They might not be the top ranked team in the world at the start of the tournament, but the All Blacks won't have to wait long for a chance to prove they're still the team to beat at the Rugby World Cup.
Meeting fellow contenders South Africa in the opening round of pool play, there won't be any chance of showing up and easing their way into form. Instead, they'll start their campaign with what should be the game that decides who wins their pool, with Canada, Namibia and Italy rounding out the group.
"It is what it is," All Blacks assistant coach Ian Foster said of the draw. "I think if you look at every country they've got a draw that is going to have some peaks and troughs.
"For us, we love it. Coming in and playing South Africa first, the challenge is there right in front of us isn't it? There's no way that anyone is going to drift into this game, so it's going to set the World Cup for us really strongly. We know we've got to get over there and be at our best straight away, then after that we'll just see what happens in that game and modify things."
The All Blacks were set to fly out for Japan this morning, and will have the best part of two weeks to acclimatise themselves to what are expected to be hot conditions before trotting out onto the park against South Africa on September 21.
Foster said the All Blacks had been working on what to expect in Japan for the past few years, and a two week trip to the country last November was an important part of that process.
You plan to the best of your ability, but part of that is you know things are going to pop up that you hadn't really thought of; you just have to deal with them calmly and go about things the way we normally do.
"Until you're in the middle of it you've just got to make smart decisions."
Coming out of their final warm-up match, a 92-7 thrashing of Tonga, unscathed, the All Blacks look to be in the best possible position heading into the World Cup.
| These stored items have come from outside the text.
// ============================================================================
// PLAYLIST VIEWMODEL - drives one <audio> element for the curated tracks
// ============================================================================

use std::cell::Cell;
use std::rc::Rc;

use wasm_bindgen::closure::Closure;
use wasm_bindgen::JsCast;
use wasm_bindgen_futures::{spawn_local, JsFuture};
use web_sys::HtmlAudioElement;

use crate::error::js_error_message;
use crate::models::AUDIO_TRACKS;
use crate::state::{AppState, IncrementalUpdate, TrackEnd, UpdateType};

#[derive(Clone)]
pub struct PlaylistViewModel {
    state: AppState,
    audio: Option<HtmlAudioElement>,
    /// (elapsed, duration) in seconds
    position: Rc<Cell<(f64, f64)>>,
    /// Set while the user drags the seek bar
    seeking: Rc<Cell<bool>>,
    listening: Rc<Cell<bool>>,
}

impl PlaylistViewModel {
    pub fn new(state: AppState) -> Self {
        let audio = HtmlAudioElement::new().ok();
        if audio.is_none() {
            log::warn!("🔇 [AUDIO] <audio> not available");
        }
        Self {
            state,
            audio,
            position: Rc::new(Cell::new((0.0, 0.0))),
            seeking: Rc::new(Cell::new(false)),
            listening: Rc::new(Cell::new(false)),
        }
    }

    pub fn position(&self) -> (f64, f64) {
        self.position.get()
    }

    pub fn is_seeking(&self) -> bool {
        self.seeking.get()
    }

    /// Attach media listeners. Only the first call registers anything.
    pub fn start(&self) {
        if self.listening.replace(true) {
            return;
        }
        let Some(audio) = &self.audio else {
            return;
        };
        self.load_current(false);
        self.apply_volume();

        let on_time = Closure::wrap(Box::new({
            let audio = audio.clone();
            let position = self.position.clone();
            move || {
                position.set((audio.current_time(), audio.duration()));
                crate::rerender_app_with_type(UpdateType::Incremental(
                    IncrementalUpdate::PlaylistProgress,
                ));
            }
        }) as Box<dyn FnMut()>);

        let on_ended = Closure::wrap(Box::new({
            let vm = self.clone();
            move || vm.on_track_end()
        }) as Box<dyn FnMut()>);

        for event in ["timeupdate", "loadedmetadata"] {
            let _ = audio
                .add_event_listener_with_callback(event, on_time.as_ref().unchecked_ref());
        }
        let _ =
            audio.add_event_listener_with_callback("ended", on_ended.as_ref().unchecked_ref());

        // The element lives as long as the app
        on_time.forget();
        on_ended.forget();
    }

    fn load_current(&self, autoplay: bool) {
        let Some(audio) = &self.audio else {
            return;
        };
        let index = self.state.playlist.borrow().current;
        let Some(track) = AUDIO_TRACKS.get(index) else {
            return;
        };
        audio.set_src(track.url);
        self.position.set((0.0, 0.0));
        if autoplay {
            self.play();
        }
    }

    fn play(&self) {
        let Some(audio) = &self.audio else {
            return;
        };
        self.state.playlist.borrow_mut().playing = true;
        match audio.play() {
            Ok(promise) => {
                let state = self.state.clone();
                spawn_local(async move {
                    if let Err(e) = JsFuture::from(promise).await {
                        log::warn!("⚠️ [AUDIO] Playback refused: {}", js_error_message(&e));
                        state.playlist.borrow_mut().playing = false;
                        rerender();
                    }
                });
            }
            Err(e) => {
                log::warn!("⚠️ [AUDIO] Playback failed: {}", js_error_message(&e));
                self.state.playlist.borrow_mut().playing = false;
            }
        }
    }

    fn pause(&self) {
        if let Some(audio) = &self.audio {
            let _ = audio.pause();
        }
        self.state.playlist.borrow_mut().playing = false;
    }

    pub fn toggle_play(&self) {
        let playing = self.state.playlist.borrow().playing;
        if playing {
            self.pause();
        } else {
            self.play();
        }
        rerender();
    }

    pub fn next(&self) {
        self.state.playlist.borrow_mut().next(js_sys::Math::random());
        self.change_track();
    }

    pub fn previous(&self) {
        self.state.playlist.borrow_mut().previous();
        self.change_track();
    }

    pub fn select(&self, index: usize) {
        self.state.playlist.borrow_mut().select(index);
        self.change_track();
    }

    fn change_track(&self) {
        let playing = self.state.playlist.borrow().playing;
        self.load_current(playing);
        rerender();
    }

    fn on_track_end(&self) {
        let end = self.state.playlist.borrow_mut().on_track_end(js_sys::Math::random());
        match end {
            TrackEnd::Replay => {
                if let Some(audio) = &self.audio {
                    audio.set_current_time(0.0);
                }
                self.play();
            }
            TrackEnd::Advance(_) => self.load_current(true),
        }
        rerender();
    }

    pub fn toggle_shuffle(&self) {
        let mut playlist = self.state.playlist.borrow_mut();
        playlist.shuffle = !playlist.shuffle;
        drop(playlist);
        rerender();
    }

    pub fn toggle_repeat(&self) {
        let mut playlist = self.state.playlist.borrow_mut();
        playlist.repeat = !playlist.repeat;
        drop(playlist);
        rerender();
    }

    pub fn toggle_mute(&self) {
        let mut playlist = self.state.playlist.borrow_mut();
        playlist.muted = !playlist.muted;
        drop(playlist);
        self.apply_volume();
        rerender();
    }

    pub fn set_volume(&self, volume: u32) {
        {
            let mut playlist = self.state.playlist.borrow_mut();
            playlist.volume = volume.min(100);
            playlist.muted = false;
        }
        self.apply_volume();
    }

    fn apply_volume(&self) {
        if let Some(audio) = &self.audio {
            audio.set_volume(self.state.playlist.borrow().output_volume());
        }
    }

    pub fn begin_seek(&self) {
        self.seeking.set(true);
    }

    pub fn seek(&self, seconds: f64) {
        self.seeking.set(false);
        if let Some(audio) = &self.audio {
            if seconds.is_finite() && seconds >= 0.0 {
                audio.set_current_time(seconds);
            }
        }
    }
}

fn rerender() {
    crate::rerender_app_with_type(UpdateType::Incremental(IncrementalUpdate::Playlist));
}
While lock Brodie Retallick will likely remain sidelined until the knockout stages, players nursing niggling injuries such as Richie Mo'unga and Rieko Ioane looked as though they would be available for selection for the opening game.
New Zealand go into the tournament looking to become the first nation to ever win three in a row, with Sam Whitelock, Sonny Bill Williams, and captain Kieran Read all looking to be a part of their third straight World Cup-winning campaign.
Their veteran presence will be an important part of the All Blacks' tournament, with 19 of the 31-man squad heading into their first World Cup.
"Here we go into another tournament where we're trying to win three in a row and people have been reminding us that's quite hard," Foster said. "So some of the mental challenges are the same as in 2015, and we've got a different group of people so we've got to make sure we deal with things in a way that suits this group not the group we had in 2015.
"Now you're not trying to look back at all, and you're not trying to look too far forward, you're just trying to look at the here and now and think let's just go there and settle in."